院長 青木 克明
当院では日曜検診を年に3回実施するなど被爆二世健診を重視してきています。昨年度の受診者は786名、広島市の12%で委託医療機関では第1位です。しかし、この5年間で受診者は20%減少しています。広島市全体では8663件から6567件、24%の減少です。
その原因は検診の内容が76年に制定された被爆者一般検診と同じく貧血と肝機能に限定されたお粗末なものだからです。医師の判断で精密検査が追加できるため、当院では全員に血糖、コレステロール、尿酸、35才以上に心電図をおこなっています。また40才以上の方には老人保健法による癌健診をおすすめしていますが、自己負担があるため、受けられる方は女性では肺癌31% 大腸癌19% 乳癌14%などに止まり男性はさらに低率です。
被爆二世が何人いるかは不明ですが、二世健診受診件数は全国集計されており、2002年度18,960件、2006年度17547件です。広島、長崎では減少していますが、その他の合計は増加しています。なかでも東京都は658件から963件に増加しているのが目立ちます。
東京都では独自にふたつの被爆二世援護策を行っています。ひとつは各種癌健診を被爆者と同様に無料で実施していることです。被爆二世癌健診の受診延べ数は06年度には2690件です。1人当たり2,8個の癌健診を受けていることになります。被爆二世も癌年齢に入ってきており無料で癌健診が受けられることが二世検診受診者増加の要因と考えられます。

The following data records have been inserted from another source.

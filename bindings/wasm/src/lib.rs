//! # evmkit-wasm
//!
//! WebAssembly (WASM) bindings for EvmKit.
//! Built with wasm-bindgen; runs in modern browsers and Node.js WASM runtime.
//!
//! Every export takes plain strings and returns a JSON string, so a browser
//! form can hand its field values over as typed and render the result.
//!
//! ## Usage (browser / Node.js WASM)
//! ```javascript
//! import init, { Abi, encodeCall, typedDataJson } from 'evmkit-wasm';
//!
//! await init();
//!
//! const call = JSON.parse(encodeCall(
//!   "transfer(address to, uint256 amount)",
//!   JSON.stringify(["0xd8dA6BF26964aF9D7eEd9e03E53415D37aA96045", "1000000"]),
//! ));
//! // call.calldata === "0xa9059cbb…"
//!
//! const abi = Abi.fromJson(abiText);
//! const decoded = JSON.parse(abi.decodeCall(call.calldata));
//!
//! const report = JSON.parse(typedDataJson(domain, types, message, undefined, sig, undefined));
//! // report.build / report.hash / report.verification, each {..} or {error}
//! ```

use std::fmt::Display;

use serde::Serialize;
use wasm_bindgen::prelude::*;

use evmkit_core::hexstr;
use evmkit_evm::{
    analyze_address, compute_eip191_hash, compute_keccak, convert, convert_units, decode_call,
    encode_call as encode, evaluate, recover_from_digest, verify_eip191_signature, AbiInterface,
    FunctionEntry, FunctionSignature, HashMode, MessageInput, TypedDataInputs, Unit,
};

// ─── Panic hook setup ─────────────────────────────────────────────────────────

#[wasm_bindgen(start)]
pub fn init_panic_hook() {
    #[cfg(feature = "console_error_panic_hook")]
    console_error_panic_hook::set_once();
}

// ─── Helpers ──────────────────────────────────────────────────────────────────

type Outcome = Result<String, String>;

fn to_json<T: Serialize + ?Sized>(value: &T) -> Outcome {
    serde_json::to_string(value).map_err(|e| e.to_string())
}

fn err(e: impl Display) -> String {
    e.to_string()
}

fn js(outcome: Outcome) -> Result<String, JsError> {
    outcome.map_err(|e| JsError::new(&e))
}

/// Parameter values arrive as a JSON array of strings.
fn raw_args(args_json: &str) -> Result<Vec<String>, String> {
    serde_json::from_str(args_json)
        .map_err(|e| format!("arguments must be a JSON array of strings: {e}"))
}

// ─── ABI ──────────────────────────────────────────────────────────────────────

/// A parsed contract ABI.
#[wasm_bindgen]
pub struct Abi {
    inner: AbiInterface,
}

impl Abi {
    fn lookup(&self, key: &str) -> Result<&FunctionSignature, String> {
        self.inner
            .function(key)
            .ok_or_else(|| format!("no function '{key}' in the ABI"))
    }

    fn encode_inner(&self, function: &str, args_json: &str) -> Outcome {
        let sig = self.lookup(function)?;
        to_json(&encode(sig, &raw_args(args_json)?).map_err(err)?)
    }

    fn decode_inner(&self, calldata_hex: &str) -> Outcome {
        let data = hexstr::decode_hex(calldata_hex).map_err(err)?;
        if data.len() < 4 {
            return Err("calldata is shorter than a 4-byte selector".into());
        }
        let sig = self.lookup(&hexstr::encode_hex(&data[..4]))?;
        to_json(&decode_call(sig, &data).map_err(err)?)
    }
}

#[wasm_bindgen]
impl Abi {
    #[wasm_bindgen(js_name = "fromJson")]
    pub fn from_json(abi_json: &str) -> Result<Abi, JsError> {
        let inner = AbiInterface::from_json(abi_json).map_err(|e| JsError::new(&e.to_string()))?;
        Ok(Self { inner })
    }

    /// `[{signature, selector}, …]`
    #[wasm_bindgen(js_name = "functionsJson")]
    pub fn functions_json(&self) -> Result<String, JsError> {
        js(to_json(&self.inner.entries()))
    }

    /// Encode a call to the function named by `function` (name, canonical
    /// signature or selector).
    #[wasm_bindgen(js_name = "encodeCall")]
    pub fn encode_call(&self, function: &str, args_json: &str) -> Result<String, JsError> {
        js(self.encode_inner(function, args_json))
    }

    /// Decode calldata, choosing the function by its selector.
    #[wasm_bindgen(js_name = "decodeCall")]
    pub fn decode_call(&self, calldata_hex: &str) -> Result<String, JsError> {
        js(self.decode_inner(calldata_hex))
    }
}

fn selector_inner(signature: &str) -> Outcome {
    let sig = FunctionSignature::parse(signature).map_err(err)?;
    to_json(&FunctionEntry {
        signature: sig.canonical(),
        selector: sig.selector_hex(),
    })
}

fn encode_call_inner(signature: &str, args_json: &str) -> Outcome {
    let sig = FunctionSignature::parse(signature).map_err(err)?;
    to_json(&encode(&sig, &raw_args(args_json)?).map_err(err)?)
}

fn decode_call_inner(signature: &str, calldata_hex: &str) -> Outcome {
    let sig = FunctionSignature::parse(signature).map_err(err)?;
    let data = hexstr::decode_hex(calldata_hex).map_err(err)?;
    to_json(&decode_call(&sig, &data).map_err(err)?)
}

/// `{signature, selector}` for a human-readable function signature.
#[wasm_bindgen]
pub fn selector(signature: &str) -> Result<String, JsError> {
    js(selector_inner(signature))
}

/// `{calldata, selector, length}`
#[wasm_bindgen(js_name = "encodeCall")]
pub fn encode_call(signature: &str, args_json: &str) -> Result<String, JsError> {
    js(encode_call_inner(signature, args_json))
}

/// `{signature, args}` with display values.
#[wasm_bindgen(js_name = "decodeCall")]
pub fn decode_call_json(signature: &str, calldata_hex: &str) -> Result<String, JsError> {
    js(decode_call_inner(signature, calldata_hex))
}

// ─── EIP-712 ──────────────────────────────────────────────────────────────────

fn typed_data_inner(
    domain: &str,
    types: &str,
    message: &str,
    primary_type: Option<String>,
    signature: Option<String>,
    expected_address: Option<String>,
) -> Outcome {
    let report = evaluate(&TypedDataInputs {
        domain,
        types,
        message,
        primary_type: primary_type.as_deref(),
        signature: signature.as_deref(),
        expected_address: expected_address.as_deref(),
    });
    to_json(&report)
}

/// Build, hash and optionally verify typed data. Stage failures are
/// reported inside the JSON (`{"error": …}`), not thrown.
#[wasm_bindgen(js_name = "typedDataJson")]
pub fn typed_data_json(
    domain: &str,
    types: &str,
    message: &str,
    primary_type: Option<String>,
    signature: Option<String>,
    expected_address: Option<String>,
) -> Result<String, JsError> {
    js(typed_data_inner(
        domain,
        types,
        message,
        primary_type,
        signature,
        expected_address,
    ))
}

// ─── Signatures ───────────────────────────────────────────────────────────────

fn message(text: &str, hex: bool) -> MessageInput<'_> {
    if hex {
        MessageInput::Hex(text)
    } else {
        MessageInput::Text(text)
    }
}

fn personal_hash_inner(text: &str, hex: bool) -> Outcome {
    to_json(&compute_eip191_hash(message(text, hex)).map_err(err)?)
}

fn personal_verify_inner(text: &str, hex: bool, signature: &str, expected: Option<String>) -> Outcome {
    let verification =
        verify_eip191_signature(message(text, hex), signature, expected.as_deref()).map_err(err)?;
    to_json(&verification)
}

/// `{digest, byteLength}`; both empty for a blank message.
#[wasm_bindgen(js_name = "personalHash")]
pub fn personal_hash(text: &str, hex: bool) -> Result<String, JsError> {
    js(personal_hash_inner(text, hex))
}

/// `{address, matches?}`
#[wasm_bindgen(js_name = "personalVerify")]
pub fn personal_verify(
    text: &str,
    hex: bool,
    signature: &str,
    expected: Option<String>,
) -> Result<String, JsError> {
    js(personal_verify_inner(text, hex, signature, expected))
}

/// `{address, lower}` from a 32-byte digest and a 65-byte signature.
#[wasm_bindgen(js_name = "recoverAddress")]
pub fn recover_address(digest: &str, signature: &str) -> Result<String, JsError> {
    js(recover_from_digest(digest, signature)
        .map_err(err)
        .and_then(|r| to_json(&r)))
}

// ─── Small tools ──────────────────────────────────────────────────────────────

/// Address validity and EIP-55 checksum. Never throws; invalid input is
/// reported in the JSON.
#[wasm_bindgen(js_name = "addressJson")]
pub fn address_json(input: &str) -> Result<String, JsError> {
    js(to_json(&analyze_address(input)))
}

/// Keccak256 as `0x` hex, or `""` for blank input.
#[wasm_bindgen]
pub fn keccak(input: &str, hex: bool, remove_whitespace: bool) -> Result<String, JsError> {
    let mode = if hex { HashMode::Hex } else { HashMode::Text };
    js(compute_keccak(input, mode, remove_whitespace).map_err(err))
}

fn units_inner(amount: &str, unit: &str, hex_as_wei: bool) -> Outcome {
    let unit: Unit = unit.parse()?;
    to_json(&convert_units(amount, unit, hex_as_wei).map_err(err)?)
}

/// `{wei, gwei, ether}`
#[wasm_bindgen(js_name = "unitsJson")]
pub fn units_json(amount: &str, unit: &str, hex_as_wei: bool) -> Result<String, JsError> {
    js(units_inner(amount, unit, hex_as_wei))
}

#[wasm_bindgen(js_name = "textToHex")]
pub fn text_to_hex(text: &str) -> Result<String, JsError> {
    js(to_json(&convert::text_to_hex(text)))
}

#[wasm_bindgen(js_name = "hexToText")]
pub fn hex_to_text(hex: &str) -> Result<String, JsError> {
    js(convert::hex_to_text(hex).map_err(err).and_then(|c| to_json(&c)))
}

#[wasm_bindgen(js_name = "decimalToHex")]
pub fn decimal_to_hex(decimal: &str) -> Result<String, JsError> {
    js(convert::decimal_to_hex(decimal).map_err(err).and_then(|c| to_json(&c)))
}

#[wasm_bindgen(js_name = "hexToDecimal")]
pub fn hex_to_decimal(hex: &str) -> Result<String, JsError> {
    js(convert::hex_to_decimal(hex).map_err(err).and_then(|c| to_json(&c)))
}
//! Ether denomination conversion (wei / gwei / ether).
//!
//! Scaling and formatting go through `alloy_primitives::utils`; this module
//! adds input validation (no silent truncation, no wrapping) and the display
//! rule of keeping at least one fractional digit.

use std::{fmt, str::FromStr};

use alloy_primitives::{
    utils::{ParseUnits, Unit as AlloyUnit},
    U256,
};
use evmkit_core::{error::ConvertError, hexstr};
use serde::{Deserialize, Serialize};

/// A denomination and its number of decimals relative to wei.
#[derive(Debug, Clone, Copy, PartialEq, Eq, Serialize, Deserialize)]
#[serde(rename_all = "lowercase")]
pub enum Unit {
    Wei,
    Gwei,
    Ether,
}

impl Unit {
    fn alloy(self) -> AlloyUnit {
        match self {
            Unit::Wei => AlloyUnit::WEI,
            Unit::Gwei => AlloyUnit::GWEI,
            Unit::Ether => AlloyUnit::ETHER,
        }
    }

    pub fn decimals(self) -> usize {
        usize::from(self.alloy().get())
    }
}

impl fmt::Display for Unit {
    fn fmt(&self, f: &mut fmt::Formatter<'_>) -> fmt::Result {
        f.write_str(match self {
            Unit::Wei => "wei",
            Unit::Gwei => "gwei",
            Unit::Ether => "ether",
        })
    }
}

impl FromStr for Unit {
    type Err = String;

    fn from_str(s: &str) -> Result<Self, Self::Err> {
        match s.trim().to_ascii_lowercase().as_str() {
            "wei" => Ok(Unit::Wei),
            "gwei" => Ok(Unit::Gwei),
            "ether" | "eth" => Ok(Unit::Ether),
            other => Err(format!("unknown unit '{other}' (expected wei, gwei or ether)")),
        }
    }
}

/// One amount rendered in every unit. All fields are empty for blank input.
#[derive(Debug, Clone, Default, PartialEq, Eq, Serialize)]
pub struct UnitValues {
    pub wei: String,
    pub gwei: String,
    pub ether: String,
}

impl UnitValues {
    fn from_wei(wei: U256) -> Self {
        Self {
            wei: wei.to_string(),
            gwei: format_units(wei, Unit::Gwei),
            ether: format_units(wei, Unit::Ether),
        }
    }
}

/// Convert `raw` expressed in `unit` to all units.
///
/// `raw` is a non-negative decimal (`1.5`) or a `0x` hex integer. Hex input
/// is read as wei when `treat_hex_as_wei` is set or the unit is wei;
/// otherwise its integer value is scaled by the unit.
pub fn convert_units(raw: &str, unit: Unit, treat_hex_as_wei: bool) -> Result<UnitValues, ConvertError> {
    let trimmed = raw.trim();
    if trimmed.is_empty() {
        return Ok(UnitValues::default());
    }
    if trimmed.starts_with('-') {
        return Err(ConvertError::Negative);
    }

    let wei = if trimmed.starts_with("0x") || trimmed.starts_with("0X") {
        let value = parse_hex_integer(trimmed)?;
        if treat_hex_as_wei || unit == Unit::Wei {
            value
        } else {
            value
                .checked_mul(unit.alloy().wei())
                .ok_or(ConvertError::Overflow)?
        }
    } else {
        parse_units(trimmed, unit)?
    };
    Ok(UnitValues::from_wei(wei))
}

/// Parse a decimal amount in `unit` to wei.
pub fn parse_units(text: &str, unit: Unit) -> Result<U256, ConvertError> {
    let invalid = || ConvertError::InvalidNumber {
        input: text.to_string(),
    };
    let (whole, fraction) = match text.split_once('.') {
        Some((w, f)) if !f.is_empty() => (w, f),
        Some(_) => return Err(invalid()),
        None => (text, ""),
    };
    let digits_only = |s: &str| s.chars().all(|c| c.is_ascii_digit());
    if whole.is_empty() || !digits_only(whole) || !digits_only(fraction) {
        return Err(invalid());
    }

    let fraction = fraction.trim_end_matches('0');
    if fraction.len() > unit.decimals() {
        return Err(ConvertError::TooManyDecimals {
            unit: unit.to_string(),
            max: unit.decimals(),
        });
    }
    // alloy scales with wrapping arithmetic
    U256::from_str_radix(whole, 10)
        .ok()
        .and_then(|w| w.checked_mul(unit.alloy().wei()))
        .ok_or(ConvertError::Overflow)?;

    let normalized = if fraction.is_empty() {
        whole.to_string()
    } else {
        format!("{whole}.{fraction}")
    };
    match ParseUnits::parse_units(&normalized, unit.alloy()) {
        Ok(ParseUnits::U256(wei)) => Ok(wei),
        Ok(ParseUnits::I256(_)) => Err(ConvertError::Negative),
        Err(_) => Err(ConvertError::Overflow),
    }
}

/// Format wei in `unit`, trimming trailing zeros but always keeping at least
/// one fractional digit (`1.0`, `0.5`).
pub fn format_units(wei: U256, unit: Unit) -> String {
    let formatted = ParseUnits::U256(wei).format_units(unit.alloy());
    let Some((whole, fraction)) = formatted.split_once('.') else {
        return formatted;
    };
    let fraction = fraction.trim_end_matches('0');
    let fraction = if fraction.is_empty() { "0" } else { fraction };
    format!("{whole}.{fraction}")
}

fn parse_hex_integer(text: &str) -> Result<U256, ConvertError> {
    let cleaned = hexstr::strip_whitespace(text);
    let body = hexstr::strip_0x(&cleaned);
    if body.is_empty() || !body.chars().all(|c| c.is_ascii_hexdigit()) {
        return Err(ConvertError::InvalidNumber {
            input: text.to_string(),
        });
    }
    U256::from_str_radix(body, 16).map_err(|_| ConvertError::Overflow)
}

#[cfg(test)]
mod tests {
    use super::*;

    fn values(wei: &str, gwei: &str, ether: &str) -> UnitValues {
        UnitValues {
            wei: wei.into(),
            gwei: gwei.into(),
            ether: ether.into(),
        }
    }

    #[test]
    fn one_and_a_half_ether() {
        assert_eq!(
            convert_units("1.5", Unit::Ether, false).unwrap(),
            values("1500000000000000000", "1500000000.0", "1.5")
        );
    }

    #[test]
    fn gwei_input() {
        assert_eq!(
            convert_units("21", Unit::Gwei, false).unwrap(),
            values("21000000000", "21.0", "0.000000021")
        );
    }

    #[test]
    fn hex_is_wei_when_asked() {
        assert_eq!(
            convert_units("0x3b9aca00", Unit::Ether, true).unwrap(),
            values("1000000000", "1.0", "0.000000001")
        );
        // without the flag the hex integer is scaled by the unit
        assert_eq!(
            convert_units("0x1", Unit::Ether, false).unwrap().wei,
            "1000000000000000000"
        );
    }

    #[test]
    fn blank_is_empty_result() {
        assert_eq!(convert_units("  ", Unit::Wei, false).unwrap(), UnitValues::default());
    }

    #[test]
    fn rejects_bad_input() {
        assert_eq!(convert_units("-1", Unit::Wei, false), Err(ConvertError::Negative));
        assert!(matches!(
            convert_units("1.2.3", Unit::Ether, false),
            Err(ConvertError::InvalidNumber { .. })
        ));
        assert!(matches!(
            convert_units("1.", Unit::Ether, false),
            Err(ConvertError::InvalidNumber { .. })
        ));
        assert_eq!(
            convert_units("0.5", Unit::Wei, false),
            Err(ConvertError::TooManyDecimals {
                unit: "wei".into(),
                max: 0
            })
        );
        assert!(matches!(
            convert_units("0xzz", Unit::Wei, false),
            Err(ConvertError::InvalidNumber { .. })
        ));
    }

    #[test]
    fn trailing_zero_decimals_are_fine() {
        assert_eq!(convert_units("2.000", Unit::Wei, false).unwrap().wei, "2");
    }

    #[test]
    fn format_zero_and_small_values() {
        assert_eq!(format_units(U256::ZERO, Unit::Ether), "0.0");
        assert_eq!(format_units(U256::from(1u8), Unit::Ether), "0.000000000000000001");
        assert_eq!(format_units(U256::from(10u8).pow(U256::from(18)), Unit::Ether), "1.0");
        assert_eq!(format_units(U256::from(1_500_000_000u64), Unit::Gwei), "1.5");
    }

    #[test]
    fn amounts_past_256_bits_overflow() {
        let huge = "1".repeat(70);
        assert_eq!(convert_units(&huge, Unit::Ether, false), Err(ConvertError::Overflow));
        assert_eq!(
            convert_units(&format!("0x{}", "f".repeat(64)), Unit::Gwei, false),
            Err(ConvertError::Overflow)
        );
    }

    #[test]
    fn decimals_follow_alloy_units() {
        assert_eq!(Unit::Wei.decimals(), 0);
        assert_eq!(Unit::Gwei.decimals(), 9);
        assert_eq!(Unit::Ether.decimals(), 18);
    }

    #[test]
    fn unit_names_parse() {
        assert_eq!("ETH".parse::<Unit>().unwrap(), Unit::Ether);
        assert!("finney".parse::<Unit>().is_err());
    }
}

もうひとつの援護は医療費自己負担分補助です。被爆者健康管理手当の対象となる11の疾患での治療に対して要件をみたせば支給されます。受給者は97年度が107人でしたが、05年度は345人に増加しています。
東京の被爆二世援護は1976年革新都政の高福祉によって実現し、年間7000万円の費用が必要とのことです。財政の豊富な東京都ならばの上乗せ保障かも知れませんが、全国の被爆二世にも東京並みの援護を実現したいものです。
被爆者が国を訴える裁判により原爆症認定制度、在外被爆者対応が改善されつつあります。次の課題は被爆二世への援護の拡大ではないでしょうか。